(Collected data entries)

════════════════════

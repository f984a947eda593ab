use crate::model::{Catalog, Playlist, Track, file_stem_title};
use lofty::file::TaggedFileExt;
use lofty::prelude::Accessor;
use lofty::probe::Probe;
use std::cmp::Ordering;
use std::ffi::OsStr;
use std::fs::File;
use std::path::Path;
use symphonia::core::formats::FormatOptions;
use symphonia::core::io::{MediaSourceStream, MediaSourceStreamOptions};
use symphonia::core::meta::{MetadataOptions, StandardTagKey};
use symphonia::core::probe::Hint;
use symphonia::default::get_probe;
use tracing::{debug, warn};
use walkdir::{DirEntry, WalkDir};

pub const AUDIO_EXTENSIONS: &[&str] = &["mp3", "wav", "flac", "aac", "m4a", "ogg"];

/// Folders `D` and `D/S` under `root` become playlists; nothing deeper is read.
pub fn scan(root: &Path) -> Catalog {
    let mut catalog = Catalog::new();
    if !root.is_dir() {
        debug!(root = %root.display(), "music root missing, nothing to scan");
        return catalog;
    }

    for top in child_entries(root).filter(is_dir) {
        let top_name = entry_name(&top);
        catalog.insert(Playlist::new(top_name.clone(), audio_files_in(top.path())));

        for sub in child_entries(top.path()).filter(is_dir) {
            let name = format!("{top_name}/{}", entry_name(&sub));
            catalog.insert(Playlist::new(name, audio_files_in(sub.path())));
        }
    }

    debug!(
        root = %root.display(),
        playlists = catalog.len(),
        "scan finished"
    );
    catalog
}

pub fn is_audio(path: &Path) -> bool {
    let ext = path.extension().and_then(OsStr::to_str).unwrap_or_default();
    AUDIO_EXTENSIONS
        .iter()
        .any(|supported| ext.eq_ignore_ascii_case(supported))
}

pub fn title_for_path(path: &Path) -> String {
    symphonia_title(path)
        .or_else(|| lofty_title(path))
        .unwrap_or_else(|| file_stem_title(path))
}

fn audio_files_in(dir: &Path) -> Vec<Track> {
    child_entries(dir)
        .filter(|entry| {
            entry.file_type().is_file() && !is_hidden(entry) && is_audio(entry.path())
        })
        .map(|entry| Track::new(entry.into_path()))
        .collect()
}

fn child_entries(dir: &Path) -> impl Iterator<Item = DirEntry> {
    WalkDir::new(dir)
        .min_depth(1)
        .max_depth(1)
        .follow_links(true)
        .sort_by(|a, b| compare_names(a.file_name(), b.file_name()))
        .into_iter()
        .filter_map(|entry| match entry {
            Ok(entry) => Some(entry),
            Err(err) => {
                warn!("skipping unreadable entry: {err}");
                None
            }
        })
}

fn compare_names(a: &OsStr, b: &OsStr) -> Ordering {
    let left = a.to_string_lossy();
    let right = b.to_string_lossy();
    left.to_lowercase()
        .cmp(&right.to_lowercase())
        .then_with(|| left.cmp(&right))
}

fn is_dir(entry: &DirEntry) -> bool {
    entry.file_type().is_dir() && !is_hidden(entry)
}

fn is_hidden(entry: &DirEntry) -> bool {
    entry
        .file_name()
        .to_str()
        .is_some_and(|name| name.starts_with('.'))
}

fn entry_name(entry: &DirEntry) -> String {
    entry.file_name().to_string_lossy().to_string()
}

fn symphonia_title(path: &Path) -> Option<String> {
    let file = File::open(path).ok()?;
    let source = MediaSourceStream::new(Box::new(file), MediaSourceStreamOptions::default());

    let mut hint = Hint::new();
    if let Some(extension) = path.extension().and_then(OsStr::to_str) {
        hint.with_extension(extension);
    }

    let mut probed = get_probe()
        .format(
            &hint,
            source,
            &FormatOptions::default(),
            &MetadataOptions::default(),
        )
        .ok()?;

    let from_container = probed.format.metadata().current().and_then(|revision| {
        revision
            .tags()
            .iter()
            .find(|tag| tag.std_key == Some(StandardTagKey::TrackTitle))
            .and_then(|tag| clean_title(&tag.value.to_string()))
    });

    from_container.or_else(|| {
        let revision = probed.metadata.get()?;
        let revision = revision.current()?;
        revision
            .tags()
            .iter()
            .find(|tag| tag.std_key == Some(StandardTagKey::TrackTitle))
            .and_then(|tag| clean_title(&tag.value.to_string()))
    })
}

fn lofty_title(path: &Path) -> Option<String> {
    let tagged_file = Probe::open(path).ok()?.read().ok()?;
    let tag = tagged_file
        .primary_tag()
        .or_else(|| tagged_file.first_tag())?;
    tag.title().and_then(|title| clean_title(&title))
}

fn clean_title(value: &str) -> Option<String> {
    let trimmed = value.trim();
    (!trimmed.is_empty()).then(|| trimmed.to_string())
}

#[cfg(test)]
mod tests {
    use super::*;
    use std::fs;
    use std::path::PathBuf;
    use tempfile::tempdir;

    fn touch(path: &Path) {
        if let Some(parent) = path.parent() {
            fs::create_dir_all(parent).expect("mkdir");
        }
        fs::write(path, b"x").expect("write fixture");
    }

    fn stems(catalog: &Catalog, name: &str) -> Vec<String> {
        catalog
            .get(name)
            .map(|playlist| playlist.tracks.iter().map(Track::file_stem).collect())
            .unwrap_or_default()
    }

    #[test]
    fn two_level_layout_becomes_named_playlists() {
        let dir = tempdir().expect("tempdir");
        let root = dir.path();
        touch(&root.join("Rock/Classic/a.mp3"));
        touch(&root.join("Rock/Classic/b.mp3"));
        touch(&root.join("Rock/Modern/c.mp3"));
        touch(&root.join("Jazz/d.mp3"));

        let catalog = scan(root);

        assert_eq!(
            catalog.names(),
            vec![
                String::from("Jazz"),
                String::from("Rock/Classic"),
                String::from("Rock/Modern"),
            ]
        );
        assert_eq!(stems(&catalog, "Rock/Classic"), vec!["a", "b"]);
        assert_eq!(stems(&catalog, "Rock/Modern"), vec!["c"]);
        assert_eq!(stems(&catalog, "Jazz"), vec!["d"]);
        assert!(!catalog.contains("Rock"));
    }

    #[test]
    fn missing_root_is_an_empty_catalog() {
        let dir = tempdir().expect("tempdir");
        let catalog = scan(&dir.path().join("nope"));
        assert!(catalog.is_empty());
    }

    #[test]
    fn deeper_folders_and_loose_root_files_are_ignored() {
        let dir = tempdir().expect("tempdir");
        let root = dir.path();
        touch(&root.join("loose.mp3"));
        touch(&root.join("A/B/C/deep.mp3"));
        touch(&root.join("A/top.ogg"));

        let catalog = scan(root);

        assert_eq!(catalog.names(), vec![String::from("A")]);
        assert_eq!(stems(&catalog, "A"), vec!["top"]);
    }

    #[test]
    fn extensions_match_case_insensitively_and_filter_others() {
        let dir = tempdir().expect("tempdir");
        let root = dir.path();
        touch(&root.join("Mix/one.MP3"));
        touch(&root.join("Mix/two.Flac"));
        touch(&root.join("Mix/three.m4a"));
        touch(&root.join("Mix/cover.jpg"));
        touch(&root.join("Mix/notes.txt"));
        touch(&root.join("Mix/.hidden.mp3"));
        touch(&root.join("Docs/readme.txt"));

        let catalog = scan(root);

        assert_eq!(catalog.names(), vec![String::from("Mix")]);
        assert_eq!(stems(&catalog, "Mix"), vec!["one", "three", "two"]);
    }

    #[test]
    fn order_is_case_insensitive_and_stable_across_scans() {
        let dir = tempdir().expect("tempdir");
        let root = dir.path();
        for name in ["beta.mp3", "Alpha.mp3", "charlie.wav", "Bravo.aac"] {
            touch(&root.join("Set").join(name));
        }

        let first = scan(root);
        let second = scan(root);

        assert_eq!(stems(&first, "Set"), vec!["Alpha", "beta", "Bravo", "charlie"]);
        assert_eq!(first, second);
    }

    #[test]
    fn title_falls_back_to_file_stem() {
        let dir = tempdir().expect("tempdir");
        let path = dir.path().join("Some Song.mp3");
        touch(&path);
        assert_eq!(title_for_path(&path), "Some Song");
        assert_eq!(
            title_for_path(&PathBuf::from("missing/Gone.flac")),
            "Gone"
        );
    }

    #[cfg(unix)]
    #[test]
    fn unreadable_folder_is_skipped() {
        use std::os::unix::fs::PermissionsExt;

        let dir = tempdir().expect("tempdir");
        let root = dir.path();
        touch(&root.join("Open/a.mp3"));
        touch(&root.join("Locked/b.mp3"));
        let locked = root.join("Locked");
        fs::set_permissions(&locked, fs::Permissions::from_mode(0o000)).expect("chmod");

        let catalog = scan(root);
        fs::set_permissions(&locked, fs::Permissions::from_mode(0o755)).expect("chmod back");

        assert!(catalog.contains("Open"));
        // root ignores permission bits, so only check the readable folder survived
        assert_eq!(stems(&catalog, "Open"), vec!["a"]);
    }
}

════════════════════

Task requirements —
Go line by line through the records above and copy each one containing "MediaSourceStream".

Solution for this problem —
use symphonia::core::io::{MediaSourceStream, MediaSourceStreamOptions};
    let source = MediaSourceStream::new(Box::new(file), MediaSourceStreamOptions::default());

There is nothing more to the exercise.